Marò innocenti, lo dice un perito indiano. E i testimoni…

di Redazione Blitz
Pubblicato il 11 Settembre 2015 20:27 | Ultimo aggiornamento: 11 Settembre 2015 21:05
Marò, perizia dice: non proiettili loro. E i testimoni...

Marò, perizia dice: non proiettili loro. E i testimoni…

ROMA – L’India spedisce al Tribunale militare di Amburgo una perizia da cui emerge che i proiettili che hanno ucciso i pescatori indiani non sono compatibili con quelli in dotazione ai due marò, Salvatore Girone e Massimiliano Latorre, che la stessa India accusa dell’omicidio. Eppure, a dire che quei proiettili non solo i loro e quindi ad uccidere i pescatori non possono essere stati i marò, è proprio l’India. E ovviamente monta il caso.

Nella serata di venerdì 11 settembre da La Repubblica arriva una spiegazione, almeno parziale, a quanto accaduto. Quella perizia sarebbe una prima perizia, vecchia, e poi smentita da successive verifiche fatte anche alla presenza dei carabinieri italiani, in cui invece i proiettili risultano compatibili.

Ma perché e come è potuto accadere un errore così grossolano? Un errore con cui di fatto l’India rischia di ledere i suoi stessi interessi? Al momento non si sa. Si sa invece che la questione perizia non è l’unica cosa poco chiara sulla vicenda dei marò. C’è la questione testimoni. Alcuni testimoni indiani che, per iscritto, ricordano perfettamente il nome di Girone e Latorre. Eppure sbagliano il nome della nave. Due testimonianze così identiche da sembrare dettate. 

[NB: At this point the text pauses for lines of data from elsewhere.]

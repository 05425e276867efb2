//! Account and Session Repositories
//!
//! Credentials and issued sessions for the local gateway. The newest
//! unrevoked session is what `restore_session` hands back after a restart.

use std::sync::Arc;

use chrono::{SecondsFormat, Utc};
use rusqlite::{params, Connection, OptionalExtension};
use taskdeck::{AccountId, Profile, Session};
use tokio::sync::Mutex;

use super::profile_repo::{insert_profile, parse_timestamp};
use crate::domain::{hash_password, Account, DomainError, DomainResult};

pub struct AccountRepository {
    conn: Arc<Mutex<Connection>>,
}

impl AccountRepository {
    pub fn new(conn: Arc<Mutex<Connection>>) -> Self {
        Self { conn }
    }

    /// Register an account and its profile in one transaction; emails are
    /// unique (case-insensitive).
    ///
    /// Neither row is kept if either insert fails.
    pub async fn register(&self, email: &str, password: &str, full_name: &str) -> DomainResult<(Account, Profile)> {
        let account = new_account(email, password)?;
        let profile = Profile {
            id: account.id.clone(),
            email: Some(account.email.clone()),
            full_name: Some(full_name.to_string()),
            avatar_url: Some(String::new()),
            is_premium: false,
            created_at: account.created_at,
        };

        let mut conn = self.conn.lock().await;
        let tx = conn.transaction()?;
        insert_account(&tx, &account)?;
        insert_profile(&tx, &profile)?;
        tx.commit()?;
        Ok((account, profile))
    }

    pub async fn find_by_email(&self, email: &str) -> DomainResult<Option<Account>> {
        let email = normalize_email(email)?;
        let conn = self.conn.lock().await;
        let row = conn
            .query_row(
                "SELECT id, email, password_hash, salt, created_at FROM accounts WHERE email = ?1",
                params![email],
                |row| {
                    Ok((
                        row.get::<_, String>(0)?,
                        row.get::<_, String>(1)?,
                        row.get::<_, String>(2)?,
                        row.get::<_, String>(3)?,
                        row.get::<_, String>(4)?,
                    ))
                },
            )
            .optional()?;

        row.map(|(id, email, password_hash, salt, created_at)| {
            Ok(Account {
                id: AccountId::new(id),
                email,
                password_hash,
                salt,
                created_at: parse_timestamp(&created_at)?,
            })
        })
        .transpose()
    }

    /// Same error for unknown email and wrong password
    pub async fn verify(&self, email: &str, password: &str) -> DomainResult<Account> {
        match self.find_by_email(email).await? {
            Some(account) if account.verify(password) => Ok(account),
            _ => Err(DomainError::Unauthorized("Invalid login credentials".into())),
        }
    }
}

fn new_account(email: &str, password: &str) -> DomainResult<Account> {
    let email = normalize_email(email)?;
    if password.is_empty() {
        return Err(DomainError::InvalidInput("password must not be empty".into()));
    }
    let salt = uuid::Uuid::new_v4().simple().to_string();
    Ok(Account {
        id: AccountId::new(uuid::Uuid::new_v4().to_string()),
        password_hash: hash_password(&salt, password),
        salt,
        email,
        created_at: Utc::now(),
    })
}

fn insert_account(conn: &Connection, account: &Account) -> DomainResult<()> {
    conn.execute(
        "INSERT INTO accounts (id, email, password_hash, salt, created_at) VALUES (?1, ?2, ?3, ?4, ?5)",
        params![
            account.id.as_str(),
            account.email,
            account.password_hash,
            account.salt,
            account.created_at.to_rfc3339_opts(SecondsFormat::Micros, true),
        ],
    )
    .map_err(|e| match DomainError::from(e) {
        DomainError::Conflict(_) => DomainError::Conflict("User already registered".into()),
        other => other,
    })?;
    Ok(())
}

fn normalize_email(email: &str) -> DomainResult<String> {
    let email = email.trim().to_lowercase();
    if !email.contains('@') {
        return Err(DomainError::InvalidInput(format!("invalid email {:?}", email)));
    }
    Ok(email)
}

pub struct SessionRepository {
    conn: Arc<Mutex<Connection>>,
}

impl SessionRepository {
    pub fn new(conn: Arc<Mutex<Connection>>) -> Self {
        Self { conn }
    }

    pub async fn issue(&self, account: &Account) -> DomainResult<Session> {
        let session = Session {
            account: account.id.clone(),
            email: Some(account.email.clone()),
            access_token: uuid::Uuid::new_v4().simple().to_string(),
        };
        let conn = self.conn.lock().await;
        conn.execute(
            "INSERT INTO sessions (token, account_id, email, created_at) VALUES (?1, ?2, ?3, ?4)",
            params![
                session.access_token,
                session.account.as_str(),
                session.email,
                Utc::now().to_rfc3339_opts(SecondsFormat::Micros, true),
            ],
        )?;
        Ok(session)
    }

    pub async fn latest(&self) -> DomainResult<Option<Session>> {
        let conn = self.conn.lock().await;
        let session = conn
            .query_row(
                "SELECT token, account_id, email FROM sessions ORDER BY created_at DESC, rowid DESC LIMIT 1",
                [],
                |row| {
                    Ok(Session {
                        access_token: row.get(0)?,
                        account: AccountId::new(row.get::<_, String>(1)?),
                        email: row.get(2)?,
                    })
                },
            )
            .optional()?;
        Ok(session)
    }

    pub async fn revoke(&self, token: &str) -> DomainResult<()> {
        let conn = self.conn.lock().await;
        conn.execute("DELETE FROM sessions WHERE token = ?1", params![token])?;
        Ok(())
    }
}
//! Repository Layer - Core Traits
//!
//! Owner-scoped CRUD over entity rows. Every call names the owning account
//! and never sees rows belonging to another one.

use async_trait::async_trait;
use taskdeck::models::Entity;
use taskdeck::AccountId;

use crate::domain::DomainResult;

#[async_trait]
pub trait Repository<E: Entity>: Send + Sync {
    /// Insert a row, assigning id and creation time
    async fn create(&self, owner: &AccountId, row: &E::NewRow) -> DomainResult<E::Row>;

    async fn find_by_id(&self, owner: &AccountId, id: &str) -> DomainResult<Option<E::Row>>;

    /// Newest first
    async fn list(&self, owner: &AccountId) -> DomainResult<Vec<E::Row>>;

    /// Apply the fields present in `patch`
    async fn update(&self, owner: &AccountId, id: &str, patch: &E::RowPatch) -> DomainResult<()>;

    async fn delete(&self, owner: &AccountId, id: &str) -> DomainResult<()>;
}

Scrive su Il Giorno Lorenzo Bianchi:

I testimoni indicano senza la più pallida ombra di dubbio e senza storpiarli i nomi e i cognomi dei due militari italiani che avrebbero ucciso i loro compagni di lavoro. Li definiscono i ‘sailors’, i marinai.

Le testimonianze sono l’allegato numero 46 delle carte che l’India ha depositato ad Amburgo al Tribunale internazionale per il diritto del mare (in sigla Itlos). La corte il 24 agosto ha sospeso tutte le procedure giudiziarie indiane

Le due testimonianze-fotocopia sono state raccolte nella stessa giornata, il 30 luglio del 2015. Il comandante del peschereccio Freddy Bosco, 34 anni, residente nello stato meridionale del Tamil Nadu, e il marinaio Kinserian, 47 anni, dichiarano «onestamente e con la massima integrità» che alle 16,30 del 15 febbraio 2012 il natante «finì sotto il fuoco non provocato improvviso dei marinai Massimiliano Latorre e Salvatore Girone della Enrica Lexi». Entrambi, guarda caso, sbagliano nello stesso modo il nome della petroliera la Enrica Lexie. Entrambi aggiungono che i «tiri malvagi» hanno provocato la «tragica morte dei cari amici e colleghi Valentine, alias Jelastin, e Ajesh Binke». La loro vita dopo la presunta sparatoria è descritta nello stesso modo: «Indicibile miseria e una agonia della mente, una perdita di introiti». «La nostra ordalia – concludono – non è finita».
LA CERTEZZA sulle responsabilità dei fucilieri di marina italiani di Bosco e Kinserian è condivisa dal terzo pescatore Michael Adimai, sentito il 4 agosto. Anche lui parla di spari «senza preavviso e provocazione». Denuncia «Un’incommensurabile agonia mentale e un fardello finanziario che continua tuttora». Come gli altri due testimoni denuncia la sua incapacità di portare avanti «le attività quotidiane».